Objective: To assess the association between depressed mood in childhood and alcohol use during adolescence and young adulthood by mood level and sex and race/ethnicity subgroups.
Design: Cohort study of individuals observed during late childhood, early adolescence, and young adulthood.
Setting: Urban mid-Atlantic region of the United States.
Participants: Two successive cohorts of students from 19 elementary schools have been followed up since entry into first grade (1985, cohort I [n = 1196]; 1986, cohort II [n = 1115]). The students were roughly equally divided by sex (48% female) and were predominantly African American (70%). Between 1989 and 1994, annual assessments were performed on students remaining in the public school system, and between 2000 and 2001, approximately 75% participated in an interview at young adulthood (n = 1692).

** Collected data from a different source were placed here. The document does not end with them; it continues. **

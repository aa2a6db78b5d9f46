#![allow(dead_code)]

use std::sync::atomic::{AtomicUsize, Ordering};

use kundali::{Body, BodyPosition, CancelToken, EphemerisError, EphemerisProvider, EphemerisSettings, GeoLocation};

pub const EPOCH_JD: f64 = 2_448_028.5;

/// Sidereal rotation of the Ascendant, degrees per day.
pub const ASCENDANT_RATE: f64 = 360.985_647;

/// `rem_euclid` can round a tiny negative up to exactly 360.
fn wrap(lon: f64) -> f64 {
    let wrapped = lon.rem_euclid(360.0);
    if wrapped >= 360.0 {
        0.0
    } else {
        wrapped
    }
}

/// Deterministic stand-in for the Swiss Ephemeris: every body moves
/// linearly from a fixed epoch longitude.
pub struct LinearProvider;

impl LinearProvider {
    pub fn motion(body: Body) -> (f64, f64) {
        match body {
            Body::Sun => (32.4, 0.9856),
            Body::Moon => (201.7, 13.1764),
            Body::Mercury => (55.2, 1.383),
            Body::Venus => (11.9, 1.204),
            Body::Mars => (301.3, 0.713),
            Body::Jupiter => (84.6, 0.2298),
            Body::Saturn => (292.8, -0.0121),
            Body::Rahu => (309.5, -0.0529),
            Body::Ascendant | Body::Ketu => (0.0, 0.0),
        }
    }
}

impl EphemerisProvider for LinearProvider {
    fn ascendant(&self, jd_ut: f64, _location: GeoLocation, _settings: &EphemerisSettings) -> Result<f64, EphemerisError> {
        Ok(wrap(117.0 + ASCENDANT_RATE * (jd_ut - EPOCH_JD)))
    }

    fn body_position(&self, jd_ut: f64, body: Body, _settings: &EphemerisSettings) -> Result<BodyPosition, EphemerisError> {
        if body == Body::Ketu || body == Body::Ascendant {
            return Err(EphemerisError::CalculationFailed {
                body,
                jd: jd_ut,
                message: "derived point queried".to_string(),
            });
        }
        let (base, speed) = Self::motion(body);
        Ok(BodyPosition {
            lon: wrap(base + speed * (jd_ut - EPOCH_JD)),
            speed_lon: speed,
        })
    }
}

/// Fails the Moon lookup for every `period`-th whole minute after the epoch.
pub struct FlakyProvider {
    pub period: i64,
}

impl EphemerisProvider for FlakyProvider {
    fn ascendant(&self, jd_ut: f64, location: GeoLocation, settings: &EphemerisSettings) -> Result<f64, EphemerisError> {
        LinearProvider.ascendant(jd_ut, location, settings)
    }

    fn body_position(&self, jd_ut: f64, body: Body, settings: &EphemerisSettings) -> Result<BodyPosition, EphemerisError> {
        let seconds = ((jd_ut - EPOCH_JD) * 86_400.0).round() as i64;
        if body == Body::Moon && seconds % 60 == 0 && (seconds / 60) % self.period == 0 {
            return Err(EphemerisError::CalculationFailed {
                body,
                jd: jd_ut,
                message: "simulated gap in ephemeris files".to_string(),
            });
        }
        LinearProvider.body_position(jd_ut, body, settings)
    }
}

/// Fails every query.
pub struct BrokenProvider;

impl EphemerisProvider for BrokenProvider {
    fn ascendant(&self, jd_ut: f64, _location: GeoLocation, _settings: &EphemerisSettings) -> Result<f64, EphemerisError> {
        Err(EphemerisError::HouseCalculationFailed {
            jd: jd_ut,
            message: "no house data".to_string(),
        })
    }

    fn body_position(&self, jd_ut: f64, body: Body, _settings: &EphemerisSettings) -> Result<BodyPosition, EphemerisError> {
        Err(EphemerisError::CalculationFailed {
            body,
            jd: jd_ut,
            message: "no body data".to_string(),
        })
    }
}

/// Reports the linear positions without wrapping them into [0, 360).
pub struct UnwrappedProvider;

impl EphemerisProvider for UnwrappedProvider {
    fn ascendant(&self, jd_ut: f64, location: GeoLocation, settings: &EphemerisSettings) -> Result<f64, EphemerisError> {
        Ok(LinearProvider.ascendant(jd_ut, location, settings)? + 720.0)
    }

    fn body_position(&self, jd_ut: f64, body: Body, settings: &EphemerisSettings) -> Result<BodyPosition, EphemerisError> {
        let mut position = LinearProvider.body_position(jd_ut, body, settings)?;
        if body == Body::Sun {
            position.lon -= 720.0;
        }
        Ok(position)
    }
}

/// Linear positions that trip `token` once `limit` charts have been started.
pub struct CancelAfter {
    pub limit: usize,
    pub token: CancelToken,
    started: AtomicUsize,
}

impl CancelAfter {
    pub fn new(limit: usize, token: CancelToken) -> Self {
        Self {
            limit,
            token,
            started: AtomicUsize::new(0),
        }
    }

    pub fn started(&self) -> usize {
        self.started.load(Ordering::SeqCst)
    }
}

impl EphemerisProvider for CancelAfter {
    fn ascendant(&self, jd_ut: f64, location: GeoLocation, settings: &EphemerisSettings) -> Result<f64, EphemerisError> {
        if self.started.fetch_add(1, Ordering::SeqCst) + 1 >= self.limit {
            self.token.cancel();
        }
        LinearProvider.ascendant(jd_ut, location, settings)
    }

    fn body_position(&self, jd_ut: f64, body: Body, settings: &EphemerisSettings) -> Result<BodyPosition, EphemerisError> {
        LinearProvider.body_position(jd_ut, body, settings)
    }
}

pub fn kochi() -> GeoLocation {
    GeoLocation { lat: 9.9312, lon: 76.2673 }
}
//! Text statistics service — binary entrypoint.
//! Boots the Axum HTTP server with the analyzer resources already loaded.

use shuttle_axum::ShuttleAxum;
use tracing::warn;
use tracing_subscriber::{fmt, prelude::*, EnvFilter};

use text_stats_analyzer::metrics::Metrics;

/// Enable compact tracing logs in development only.
/// Activation requires BOTH:
///   - dev environment (debug build OR SHUTTLE_ENV in {local, development, dev})
///   - ANALYZER_DEV_LOG=1
fn enable_dev_tracing() {
    let dev_flag = std::env::var("ANALYZER_DEV_LOG")
        .ok()
        .is_some_and(|v| v == "1");

    let is_dev_env = cfg!(debug_assertions)
        || matches!(
            std::env::var("SHUTTLE_ENV")
                .unwrap_or_default()
                .to_ascii_lowercase()
                .as_str(),
            "local" | "development" | "dev"
        );

    if !(dev_flag && is_dev_env) {
        return;
    }

    let filter = EnvFilter::try_from_default_env()
        .unwrap_or_else(|_| EnvFilter::new("analyze=debug,text_stats_analyzer=info,warn"));

    // The runtime may already have installed a subscriber.
    let _ = tracing_subscriber::registry()
        .with(filter)
        .with(fmt::layer().compact())
        .try_init();
}

#[shuttle_runtime::main]
async fn axum() -> ShuttleAxum {
    // Load .env in local/dev; no-op in prod environments.
    let _ = dotenvy::dotenv();

    enable_dev_tracing();

    // Resources must be usable before the first request.
    let analyzer = text_stats_analyzer::bootstrap()
        .map_err(|e| shuttle_runtime::Error::Custom(anyhow::Error::new(e)))?;

    let mut router = text_stats_analyzer::router();
    match Metrics::init(analyzer.top_words_limit()) {
        Ok(metrics) => router = router.merge(metrics.router()),
        Err(e) => warn!(error = %e, "metrics recorder not installed; /metrics disabled"),
    }

    Ok(router.into())
}
// tests/analyze_properties.rs
//
// Randomized (seeded) checks of the invariants every AnalysisResult must satisfy.

use rand::{rngs::StdRng, Rng, SeedableRng};

use text_stats_analyzer::analyze::Stopwords;
use text_stats_analyzer::{AnalysisResult, TextAnalyzer};

const VOCAB: &[&str] = &[
    "the", "The", "is", "a", "river", "River", "good", "not", "very", "bad", "sunny", "days",
    "happy", "don't", "Mr.", "Smith", "42", "e-mail", "café", "terrible", "and", "I",
];
const PUNCT: &[&str] = &[".", "!", "?", ",", ";", "...", ""];

fn random_text(rng: &mut StdRng) -> String {
    let mut out = String::new();
    let n = rng.random_range(0..40);
    for _ in 0..n {
        out.push_str(VOCAB[rng.random_range(0..VOCAB.len())]);
        if rng.random_bool(0.3) {
            out.push_str(PUNCT[rng.random_range(0..PUNCT.len())]);
        }
        match rng.random_range(0..10) {
            0 => out.push('\n'),
            1 => out.push_str("\n\n"),
            _ => out.push(' '),
        }
    }
    out
}

fn is_rounded(x: f64) -> bool {
    (x * 100.0).round() / 100.0 == x
}

fn check_invariants(text: &str, r: &AnalysisResult, stopwords: &Stopwords) {
    let p = r.sentiment.polarity;
    let s = r.sentiment.subjectivity;
    assert!((-1.0..=1.0).contains(&p), "polarity {p} for {text:?}");
    assert!((0.0..=1.0).contains(&s), "subjectivity {s} for {text:?}");
    assert!(is_rounded(p) && is_rounded(s), "not rounded: {p} {s}");
    // sentences never span a line break
    assert!(
        r.sentence_count >= r.paragraph_count,
        "{} sentences < {} paragraphs for {text:?}",
        r.sentence_count,
        r.paragraph_count
    );

    let top = r.top_words.entries();
    assert!(top.len() <= 5);
    assert!(top.windows(2).all(|w| w[0].1 >= w[1].1), "not sorted: {top:?}");
    for (word, count) in top {
        assert!(*count >= 1);
        assert!(!stopwords.contains(word), "stopword {word} ranked");
        assert_eq!(word, &word.to_lowercase());
        assert!(word.chars().all(char::is_alphanumeric));
    }

    if text.trim().is_empty() {
        assert_eq!(r.word_count, 0);
        assert_eq!(r.sentence_count, 0);
        assert_eq!(r.paragraph_count, 0);
        assert!(top.is_empty());
    } else {
        assert!(r.word_count >= 1, "{text:?}");
        assert!(r.sentence_count >= 1, "{text:?}");
        assert!(r.paragraph_count >= 1, "{text:?}");
    }
}

#[test]
fn random_inputs_satisfy_invariants_and_are_idempotent() {
    let analyzer = TextAnalyzer::embedded().expect("embedded resources");
    let stopwords = Stopwords::embedded();
    let mut rng = StdRng::seed_from_u64(0x5EED);

    for _ in 0..300 {
        let text = random_text(&mut rng);
        let first = analyzer.analyze(&text).expect("analyze");
        check_invariants(&text, &first, &stopwords);

        let second = analyzer.analyze(&text).expect("analyze again");
        assert_eq!(
            serde_json::to_string(&first).unwrap(),
            serde_json::to_string(&second).unwrap()
        );
    }
}

#[test]
fn case_variants_are_counted_together() {
    let analyzer = TextAnalyzer::embedded().unwrap();
    let r = analyzer.analyze("River river RIVER. The the THE.").unwrap();
    assert_eq!(r.top_words.entries(), &[("river".to_string(), 3)]);
}

#[test]
fn custom_stopword_file_replaces_builtin_list() {
    let tmp = tempfile::tempdir().unwrap();
    let path = tmp.path().join("stop.txt");
    std::fs::write(&path, "sunny\n").unwrap();

    let cfg = text_stats_analyzer::config::AnalyzerConfig {
        stopwords_path: Some(path),
        ..Default::default()
    };
    let analyzer = TextAnalyzer::from_config(&cfg).unwrap();
    let r = analyzer.analyze("the sunny days").unwrap();
    assert!(r.top_words.get("sunny").is_none());
    assert_eq!(r.top_words.get("the"), Some(1));
    assert_eq!(r.top_words.get("days"), Some(1));
}

#[test]
fn shared_analyzer_matches_fresh_instance() {
    let text = "Mr. Smith isn't happy.\nThe weather is terrible today.";
    let shared = text_stats_analyzer::analyze_text(text).expect("shared analyzer");
    let fresh = TextAnalyzer::embedded().unwrap().analyze(text).unwrap();
    assert_eq!(shared, fresh);
    assert_eq!(shared.sentence_count, 2);
    assert_eq!(shared.paragraph_count, 2);
}
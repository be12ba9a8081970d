// src/error.rs
//! Errors raised by the analysis core.
//!
//! The core never maps these to transport concerns; `api::ApiError` owns the
//! translation into HTTP status codes.

use std::io;
use std::path::PathBuf;

use thiserror::Error;

#[derive(Debug, Error)]
pub enum AnalysisError {
    /// A linguistic resource (stopword list, lexicon) could not be read.
    #[error("failed to read {what} from {}", path.display())]
    ResourceIo {
        what: &'static str,
        path: PathBuf,
        #[source]
        source: io::Error,
    },

    /// A linguistic resource was read but is malformed.
    #[error("malformed {what}: {reason}")]
    ResourceFormat { what: &'static str, reason: String },

    /// Analyzer configuration could not be loaded.
    #[error("analyzer configuration: {0}")]
    Config(String),
}

impl AnalysisError {
    pub(crate) fn format(what: &'static str, reason: impl ToString) -> Self {
        Self::ResourceFormat {
            what,
            reason: reason.to_string(),
        }
    }
}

Main outcome measures: Among participants who reported having used alcohol, Cox and multinomial regression analyses were used to assess the association of childhood mood level, as measured by a depression symptom screener, with each alcohol outcome (incident alcohol intoxication, incident alcohol-related problems, and DSM-IV alcohol abuse and dependence).
Results: In adjusted regression analyses among those who drank alcohol, a high level of childhood depressed mood was associated with an earlier onset and increased risk of alcohol intoxication, alcohol-related problems during late childhood and early adolescence, and development of DSM-IV alcohol dependence in young adulthood.
Conclusions: Early manifestations associated with possible depressive conditions in childhood helped predict and account for subsequent alcohol involvement extending across life stages from childhood through young adulthood.